**MATERIALS PROVIDED:**
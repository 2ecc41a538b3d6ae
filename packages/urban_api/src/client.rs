//! HTTP implementation of [`ProjectDataSource`].

use async_trait::async_trait;
use geojson::FeatureCollection;
use serde::Deserialize;
use sirtep_config::UrbanApiConfig;

use crate::retry::{self, RetryPolicy};
use crate::{
    LIVING_BUILDING_TYPE_ID, NormativeRecord, ProjectDataSource, ScenarioInfo, UpstreamError,
    empty_collection,
};

#[derive(Deserialize)]
struct RawRegion {
    id: i64,
}

#[derive(Deserialize)]
struct RawScenarioProject {
    region: RawRegion,
}

#[derive(Deserialize)]
struct RawScenario {
    scenario_id: Option<i64>,
    updated_at: String,
    project: RawScenarioProject,
}

/// Client for the urban data API.
#[derive(Debug, Clone)]
pub struct UrbanApiClient {
    client: reqwest::Client,
    base_url: String,
    retry: RetryPolicy,
}

impl UrbanApiClient {
    /// Builds a client from configuration.
    ///
    /// # Errors
    ///
    /// Returns [`UpstreamError::Http`] if the HTTP client cannot be built.
    pub fn new(config: &UrbanApiConfig) -> Result<Self, UpstreamError> {
        let client = reqwest::Client::builder()
            .timeout(config.timeout())
            .build()?;
        Ok(Self::with_client(
            client,
            &config.base_url,
            RetryPolicy {
                max_retries: config.max_retries,
                ..RetryPolicy::default()
            },
        ))
    }

    /// Wraps an existing HTTP client.
    #[must_use]
    pub fn with_client(client: reqwest::Client, base_url: &str, retry: RetryPolicy) -> Self {
        Self {
            client,
            base_url: base_url.trim_end_matches('/').to_string(),
            retry,
        }
    }

    /// Base URL, without trailing slash.
    #[must_use]
    pub fn base_url(&self) -> &str {
        &self.base_url
    }

    async fn get_json(
        &self,
        path: &str,
        query: &[(&str, String)],
        token: Option<&str>,
    ) -> Result<serde_json::Value, UpstreamError> {
        let url = format!("{}{path}", self.base_url);
        log::debug!("GET {url} {query:?}");
        retry::send_json(
            || {
                let request = self.client.get(&url).query(query);
                match token {
                    Some(token) => request.bearer_auth(token),
                    None => request,
                }
            },
            &self.retry,
        )
        .await
    }

    async fn get_features(
        &self,
        path: &str,
        query: &[(&str, String)],
        token: Option<&str>,
    ) -> Result<FeatureCollection, UpstreamError> {
        let value = self.get_json(path, query, token).await?;
        if value.get("features").is_none_or(serde_json::Value::is_null) {
            return Ok(empty_collection());
        }
        Ok(serde_json::from_value(value)?)
    }
}

#[async_trait]
impl ProjectDataSource for UrbanApiClient {
    async fn scenario_info(
        &self,
        scenario_id: i64,
        token: Option<&str>,
    ) -> Result<ScenarioInfo, UpstreamError> {
        let value = self
            .get_json(&format!("/api/v1/scenarios/{scenario_id}"), &[], token)
            .await?;
        let raw: RawScenario = serde_json::from_value(value)?;
        Ok(ScenarioInfo {
            scenario_id: raw.scenario_id.unwrap_or(scenario_id),
            version: raw.updated_at,
            territory_id: raw.project.region.id,
        })
    }

    async fn living_buildings(
        &self,
        scenario_id: i64,
        token: Option<&str>,
    ) -> Result<FeatureCollection, UpstreamError> {
        self.get_features(
            &format!("/api/v1/scenarios/{scenario_id}/geometries_with_all_objects"),
            &[("physical_object_type_id", LIVING_BUILDING_TYPE_ID.to_string())],
            token,
        )
        .await
    }

    async fn services(
        &self,
        scenario_id: i64,
        token: Option<&str>,
    ) -> Result<FeatureCollection, UpstreamError> {
        self.get_features(
            &format!("/api/v1/scenarios/{scenario_id}/services_with_geometry"),
            &[],
            token,
        )
        .await
    }

    async fn normatives(&self, territory_id: i64) -> Result<Vec<NormativeRecord>, UpstreamError> {
        let value = self
            .get_json(&format!("/api/v1/territory/{territory_id}/normatives"), &[], None)
            .await?;
        if value.is_null() {
            return Ok(Vec::new());
        }
        Ok(serde_json::from_value(value)?)
    }

    async fn physical_objects(
        &self,
        scenario_id: i64,
        object_types: &[i64],
        token: Option<&str>,
    ) -> Result<FeatureCollection, UpstreamError> {
        let path = format!("/api/v1/scenarios/{scenario_id}/physical_objects_with_geometry");
        let layers = futures::future::try_join_all(object_types.iter().map(|type_id| {
            let query = [("physical_object_type_id", type_id.to_string())];
            let path = &path;
            async move { self.get_features(path, &query, token).await }
        }))
        .await?;

        let mut merged = empty_collection();
        for layer in layers {
            merged.features.extend(layer.features);
        }
        Ok(merged)
    }
}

**WHAT IS BEING ASKED:**
Precisely reproduce the lines of the entries, beginning at the first and ending at the one containing "urban data API.". Add nothing.

**YOUR SOLUTION:**
repository 2ecc41a538b3d6ae
filename packages/urban_api/src/client.rs
//! HTTP implementation of [`ProjectDataSource`].

use async_trait::async_trait;
use geojson::FeatureCollection;
use serde::Deserialize;
use sirtep_config::UrbanApiConfig;

use crate::retry::{self, RetryPolicy};
use crate::{
    LIVING_BUILDING_TYPE_ID, NormativeRecord, ProjectDataSource, ScenarioInfo, UpstreamError,
    empty_collection,
};

#[derive(Deserialize)]
struct RawRegion {
    id: i64,
}

#[derive(Deserialize)]
struct RawScenarioProject {
    region: RawRegion,
}

#[derive(Deserialize)]
struct RawScenario {
    scenario_id: Option<i64>,
    updated_at: String,
    project: RawScenarioProject,
}

/// Client for the urban data API.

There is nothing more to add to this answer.